Now, here let me give you the dark and gloomy fact that Philippe de Saluce had cruelly killed Margaret von Lichtenberg in a fit of madness and rage. He had drowned her in the lake which lies in the woods of Schloss Lichtenberg, one dark and sad day of December, in the year of our Lord 1611. He had slain himself, too, "body and soul," said the old chronicles. 'Alas, what man can slay his soul or save it from the punishment of its crimes!
The playroom was full of toys, evidently Carl's, and we played till bedtime, Eloise and I. Then I was marched off to the door of my bedroom, where Joubert was waiting for me.
A pretty chambermaid scuttled away at my approach. I will say for Joubert that, judging from my childish recollections, this cat-whiskered old fire-eater had an attraction for ladies of his own class quite incommensurate with his age and personal charms.

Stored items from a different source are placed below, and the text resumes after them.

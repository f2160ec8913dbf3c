//! API service models

pub mod gallery;
pub mod pic;
pub mod user;

// Re-export for convenience
pub use gallery::{Gallery, GalleryPayload};
pub use pic::{NewPic, Pic};
pub use user::{NewUser, SignupRequest, User};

My bedroom was a little room opening off my father's.
When Joubert had tucked me up I fell asleep, and must have slept several hours, when I was awakened by the sound of voices.
Joubert was assisting my father to undress. They were talking.

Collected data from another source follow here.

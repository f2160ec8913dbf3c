//! Application configuration loaded once at startup
//!
//! Required values are a startup-time fatal condition, never a per-request
//! error. The signing key is held here and never logged.

use anyhow::Result;
use std::env;
use std::path::PathBuf;

/// Application configuration
#[derive(Clone)]
pub struct AppConfig {
    /// Symmetric signing key for bearer tokens
    pub app_secret: String,
    /// S3 bucket receiving uploaded images
    pub aws_bucket: String,
    /// Google OAuth client id
    pub google_client_id: String,
    /// Google OAuth client secret
    pub google_client_secret: String,
    /// Public URL of this API, used as the OAuth redirect base
    pub api_url: String,
    /// Client URL the OAuth flow redirects back to
    pub client_url: String,
    /// Bearer token lifetime in seconds (default: 7 days)
    pub token_expiry_seconds: u64,
    /// Directory for scratch files staged during uploads
    pub scratch_dir: PathBuf,
    /// Address the HTTP server binds to
    pub bind_addr: String,
}

impl AppConfig {
    /// Create a new AppConfig from environment variables
    ///
    /// # Environment Variables
    /// - `APP_SECRET`: token signing key (required)
    /// - `AWS_BUCKET`: S3 bucket name (required)
    /// - `GOOGLE_CLIENT_ID` / `GOOGLE_CLIENT_SECRET`: OAuth credentials (required)
    /// - `API_URL`: public URL of this service (required)
    /// - `CLIENT_URL`: frontend URL for OAuth redirects (required)
    /// - `TOKEN_EXPIRY_SECONDS`: token lifetime (default: 604800)
    /// - `SCRATCH_DIR`: upload staging directory (default: system temp dir)
    /// - `PORT`: listen port (default: 3000)
    pub fn from_env() -> Result<Self> {
        let app_secret = require("APP_SECRET")?;
        let aws_bucket = require("AWS_BUCKET")?;
        let google_client_id = require("GOOGLE_CLIENT_ID")?;
        let google_client_secret = require("GOOGLE_CLIENT_SECRET")?;
        let api_url = require("API_URL")?;
        let client_url = require("CLIENT_URL")?;

        let token_expiry_seconds = env::var("TOKEN_EXPIRY_SECONDS")
            .ok()
            .and_then(|s| s.parse().ok())
            .unwrap_or(604800); // 7 days

        let scratch_dir = env::var("SCRATCH_DIR")
            .map(PathBuf::from)
            .unwrap_or_else(|_| env::temp_dir());

        let port: u16 = env::var("PORT")
            .ok()
            .and_then(|s| s.parse().ok())
            .unwrap_or(3000);

        Ok(AppConfig {
            app_secret,
            aws_bucket,
            google_client_id,
            google_client_secret,
            api_url,
            client_url,
            token_expiry_seconds,
            scratch_dir,
            bind_addr: format!("0.0.0.0:{}", port),
        })
    }
}

fn require(name: &str) -> Result<String> {
    env::var(name).map_err(|_| anyhow::anyhow!("{} environment variable not set", name))
}

// The signing key and OAuth secret must not leak through debug logging.
impl std::fmt::Debug for AppConfig {
    fn fmt(&self, f: &mut std::fmt::Formatter<'_>) -> std::fmt::Result {
        f.debug_struct("AppConfig")
            .field("aws_bucket", &self.aws_bucket)
            .field("google_client_id", &self.google_client_id)
            .field("api_url", &self.api_url)
            .field("client_url", &self.client_url)
            .field("token_expiry_seconds", &self.token_expiry_seconds)
            .field("scratch_dir", &self.scratch_dir)
            .field("bind_addr", &self.bind_addr)
            .finish_non_exhaustive()
    }
}

#[cfg(test)]
mod tests {
    use super::*;
    use serial_test::serial;

    fn set_required_vars() {
        // SAFETY: the tests mutating the environment are `#[serial]`
        unsafe {
            env::set_var("APP_SECRET", "test-secret");
            env::set_var("AWS_BUCKET", "test-bucket");
            env::set_var("GOOGLE_CLIENT_ID", "client-id");
            env::set_var("GOOGLE_CLIENT_SECRET", "client-secret");
            env::set_var("API_URL", "http://localhost:3000");
            env::set_var("CLIENT_URL", "http://localhost:8080");
        }
    }

    #[test]
    #[serial]
    fn test_config_from_env() {
        set_required_vars();
        let config = AppConfig::from_env().expect("config should load");
        assert_eq!(config.aws_bucket, "test-bucket");
        assert_eq!(config.token_expiry_seconds, 604800);
        assert!(config.bind_addr.ends_with(":3000"));
    }

    #[test]
    #[serial]
    fn test_config_missing_secret_is_fatal() {
        set_required_vars();
        // SAFETY: the tests mutating the environment are `#[serial]`
        unsafe {
            env::remove_var("APP_SECRET");
        }
        assert!(AppConfig::from_env().is_err());
    }

    #[test]
    #[serial]
    fn test_debug_does_not_leak_secret() {
        set_required_vars();
        let config = AppConfig::from_env().expect("config should load");
        let printed = format!("{:?}", config);
        assert!(!printed.contains("test-secret"));
        assert!(!printed.contains("client-secret"));
    }
}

No man, I think, ever saw Count Mahon drunk. I have seen him myself consume two bottles of port without turning a hair. They built men differently in those days. But he was the soul of good-fellowship; and how much he and Bismarck had consumed together that night the butler of Schloss Lichtenberg alone knew.
"Joubert," said my father, "this relation of mine, Baron Lichtenberg, of the Schloss Lichtenberg, in the province of What-do-you-call-it—put my coat on that chair—strikes me as being a German, and, more than that—mark you, Joubert, madness lies in the eyes of a man. I say nothing, but I am glad the blood of the Lichtenbergs does not run in the veins of the Mahons." Then, just before he fell asleep, and I could hear Joubert giving the bedclothes a tuck at his back: "Ireland for ever!" said my father. Yet he was a Frenchman, a Commander of the Legion of Honour, a soldier of the Emperor. In vino veritas!
Then I fell asleep, and scarcely had sleep touched me than I entered dreamland. I was in the pine forest, standing just where the carriage had stopped and where the sound of the distant horn had come to us from the depths of the trees. I was lost, and someone was calling to me. It was very dark.